▶ _Task brief_: Give every line of the data again, exactly as it is written.

▶ _Records shown_:
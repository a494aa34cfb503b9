//! Replay and verification engine
//!
//! Rebuilds a snapshot from a full event history and validates it via
//! checksums. Replay is deterministic: the same events in the same order
//! always produce the same snapshot and checksum.

use std::time::Instant;

use tracing::{error, info};

use crate::projector::Projector;
use crate::snapshot::Snapshot;
use crate::validation::ProjectorInput;

/// Metrics collected during replay.
#[derive(Debug, Clone)]
pub struct ReplayMetrics {
    /// Total events replayed, including rejected ones.
    pub events_replayed: u64,
    /// Events skipped as malformed.
    pub events_rejected: u64,
    /// Terminal events dropped without their order.
    pub unresolved: u64,
    /// Duration of replay in milliseconds.
    pub duration_ms: u128,
    /// Events per second during replay.
    pub events_per_second: f64,
    /// Snapshot checksum after replay.
    pub state_checksum: String,
}

/// Result of a replay operation.
#[derive(Debug)]
pub struct ReplayResult {
    pub snapshot: Snapshot,
    pub metrics: ReplayMetrics,
}

/// Errors during replay.
#[derive(Debug, Clone, PartialEq, Eq, thiserror::Error)]
pub enum ReplayError {
    #[error("state checksum mismatch: expected {expected}, got {actual}")]
    ChecksumMismatch { expected: String, actual: String },
}

/// Replays full histories through a projector.
pub struct ReplayEngine {
    projector: Projector,
    /// Expected snapshot checksum for validation (if known).
    expected_checksum: Option<String>,
}

impl ReplayEngine {
    pub fn new(projector: Projector) -> Self {
        Self {
            projector,
            expected_checksum: None,
        }
    }

    /// Set the expected snapshot checksum for post-replay validation.
    pub fn with_expected_checksum(mut self, checksum: String) -> Self {
        self.expected_checksum = Some(checksum);
        self
    }

    /// Replay a full history into a fresh snapshot.
    ///
    /// Bad events never fail the replay; only a checksum mismatch against
    /// [`ReplayEngine::with_expected_checksum`] does.
    pub fn replay<E>(&self, events: &[E]) -> Result<ReplayResult, ReplayError>
    where
        E: ProjectorInput + Clone,
    {
        let start = Instant::now();

        info!(event_count = events.len(), "Starting event replay");

        let snapshot = self.projector.replay(events.iter().cloned());

        let events_replayed = events.len() as u64;
        let duration_ms = start.elapsed().as_millis();
        let events_per_second = if duration_ms > 0 {
            (events_replayed as f64 / duration_ms as f64) * 1000.0
        } else {
            events_replayed as f64
        };

        let state_checksum = snapshot.checksum();

        if let Some(ref expected) = self.expected_checksum {
            if &state_checksum != expected {
                error!(
                    expected = %expected,
                    actual = %state_checksum,
                    "State checksum mismatch after replay"
                );
                return Err(ReplayError::ChecksumMismatch {
                    expected: expected.clone(),
                    actual: state_checksum,
                });
            }
        }

        let diagnostics = snapshot.diagnostics();
        let metrics = ReplayMetrics {
            events_replayed,
            events_rejected: diagnostics.iter().filter(|d| d.is_rejection()).count() as u64,
            unresolved: diagnostics.iter().filter(|d| d.is_unresolved()).count() as u64,
            duration_ms,
            events_per_second,
            state_checksum,
        };

        info!(
            events_replayed = metrics.events_replayed,
            events_rejected = metrics.events_rejected,
            unresolved = metrics.unresolved,
            duration_ms = metrics.duration_ms,
            eps = %format!("{:.0}", metrics.events_per_second),
            "Replay completed successfully"
        );

        Ok(ReplayResult { snapshot, metrics })
    }

    /// Check that projecting `events` in one batch and one at a time yield
    /// the same snapshot.
    pub fn verify_equivalence<E>(&self, events: &[E]) -> bool
    where
        E: ProjectorInput + Clone,
    {
        let batch = self.projector.replay(events.iter().cloned());
        let incremental = events.iter().cloned().fold(Snapshot::new(), |snapshot, event| {
            self.projector.apply(snapshot, std::iter::once(event))
        });

        let matches = batch == incremental;
        if !matches {
            error!(
                batch = %batch.checksum(),
                incremental = %incremental.checksum(),
                "Batch and incremental projections diverged"
            );
        }
        matches
    }
}

impl Default for ReplayEngine {
    fn default() -> Self {
        Self::new(Projector::with_defaults())
    }
}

▶ _Output of the exercise_:
repository a494aa34cfb503b9
//! Replay and verification engine
//!
//! Rebuilds a snapshot from a full event history and validates it via
//! checksums. Replay is deterministic: the same events in the same order
//! always produce the same snapshot and checksum.

use std::time::Instant;

use tracing::{error, info};

use crate::projector::Projector;
use crate::snapshot::Snapshot;
use crate::validation::ProjectorInput;

/// Metrics collected during replay.
#[derive(Debug, Clone)]
pub struct ReplayMetrics {
    /// Total events replayed, including rejected ones.
    pub events_replayed: u64,
    /// Events skipped as malformed.
    pub events_rejected: u64,
    /// Terminal events dropped without their order.
    pub unresolved: u64,
    /// Duration of replay in milliseconds.
    pub duration_ms: u128,
    /// Events per second during replay.
    pub events_per_second: f64,
    /// Snapshot checksum after replay.
    pub state_checksum: String,
}

/// Result of a replay operation.
#[derive(Debug)]
pub struct ReplayResult {
    pub snapshot: Snapshot,
    pub metrics: ReplayMetrics,
}

/// Errors during replay.
#[derive(Debug, Clone, PartialEq, Eq, thiserror::Error)]
pub enum ReplayError {
    #[error("state checksum mismatch: expected {expected}, got {actual}")]
    ChecksumMismatch { expected: String, actual: String },
}

/// Replays full histories through a projector.
pub struct ReplayEngine {
    projector: Projector,
    /// Expected snapshot checksum for validation (if known).
    expected_checksum: Option<String>,
}

impl ReplayEngine {
    pub fn new(projector: Projector) -> Self {
        Self {
            projector,
            expected_checksum: None,
        }
    }

    /// Set the expected snapshot checksum for post-replay validation.
    pub fn with_expected_checksum(mut self, checksum: String) -> Self {
        self.expected_checksum = Some(checksum);
        self
    }

    /// Replay a full history into a fresh snapshot.
    ///
    /// Bad events never fail the replay; only a checksum mismatch against
    /// [`ReplayEngine::with_expected_checksum`] does.
    pub fn replay<E>(&self, events: &[E]) -> Result<ReplayResult, ReplayError>
    where
        E: ProjectorInput + Clone,
    {
        let start = Instant::now();

        info!(event_count = events.len(), "Starting event replay");

        let snapshot = self.projector.replay(events.iter().cloned());

        let events_replayed = events.len() as u64;
        let duration_ms = start.elapsed().as_millis();
        let events_per_second = if duration_ms > 0 {
            (events_replayed as f64 / duration_ms as f64) * 1000.0
        } else {
            events_replayed as f64
        };

        let state_checksum = snapshot.checksum();

        if let Some(ref expected) = self.expected_checksum {
            if &state_checksum != expected {
                error!(
                    expected = %expected,
                    actual = %state_checksum,
                    "State checksum mismatch after replay"
                );
                return Err(ReplayError::ChecksumMismatch {
                    expected: expected.clone(),
                    actual: state_checksum,
                });
            }
        }

        let diagnostics = snapshot.diagnostics();
        let metrics = ReplayMetrics {
            events_replayed,
            events_rejected: diagnostics.iter().filter(|d| d.is_rejection()).count() as u64,
            unresolved: diagnostics.iter().filter(|d| d.is_unresolved()).count() as u64,
            duration_ms,
            events_per_second,
            state_checksum,
        };

        info!(
            events_replayed = metrics.events_replayed,
            events_rejected = metrics.events_rejected,
            unresolved = metrics.unresolved,
            duration_ms = metrics.duration_ms,
            eps = %format!("{:.0}", metrics.events_per_second),
            "Replay completed successfully"
        );

        Ok(ReplayResult { snapshot, metrics })
    }

    /// Check that projecting `events` in one batch and one at a time yield
    /// the same snapshot.
    pub fn verify_equivalence<E>(&self, events: &[E]) -> bool
    where
        E: ProjectorInput + Clone,
    {
        let batch = self.projector.replay(events.iter().cloned());
        let incremental = events.iter().cloned().fold(Snapshot::new(), |snapshot, event| {
            self.projector.apply(snapshot, std::iter::once(event))
        });

        let matches = batch == incremental;
        if !matches {
            error!(
                batch = %batch.checksum(),
                incremental = %incremental.checksum(),
                "Batch and incremental projections diverged"
            );
        }
        matches
    }
}

impl Default for ReplayEngine {
    fn default() -> Self {
        Self::new(Projector::with_defaults())
    }
}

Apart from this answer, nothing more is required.